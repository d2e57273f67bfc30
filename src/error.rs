use std::path::PathBuf;

use thiserror::Error;

#[derive(Debug, Error)]
pub enum ReplayError {
    #[error("I/O error on request log {path:?}: {source}")]
    Io {
        path: PathBuf,
        #[source]
        source: std::io::Error,
    },

    /// A log line that is not a valid captured request. `line` is 1-based.
    #[error("malformed request log line {line}: {source}")]
    Parse {
        line: usize,
        #[source]
        source: sonic_rs::Error,
    },

    #[error("failed to serialize captured request: {0}")]
    Serialize(#[source] sonic_rs::Error),

    #[error("failed to build HTTP client: {0}")]
    HttpClient(#[from] reqwest::Error),

    #[error("invalid URL: {0}")]
    InvalidUrl(String),
}

pub type Result<T> = std::result::Result<T, ReplayError>;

• Task statement
Extract, exactly, the lines above that begin at the line containing "error on request" and end at the final line of the records; add no other text.

• Result of the exercise
    #[error("I/O error on request log {path:?}: {source}")]
    Io {
        path: PathBuf,
        #[source]
        source: std::io::Error,
    },

    /// A log line that is not a valid captured request. `line` is 1-based.
    #[error("malformed request log line {line}: {source}")]
    Parse {
        line: usize,
        #[source]
        source: sonic_rs::Error,
    },

    #[error("failed to serialize captured request: {0}")]
    Serialize(#[source] sonic_rs::Error),

    #[error("failed to build HTTP client: {0}")]
    HttpClient(#[from] reqwest::Error),

    #[error("invalid URL: {0}")]
    InvalidUrl(String),
}

pub type Result<T> = std::result::Result<T, ReplayError>;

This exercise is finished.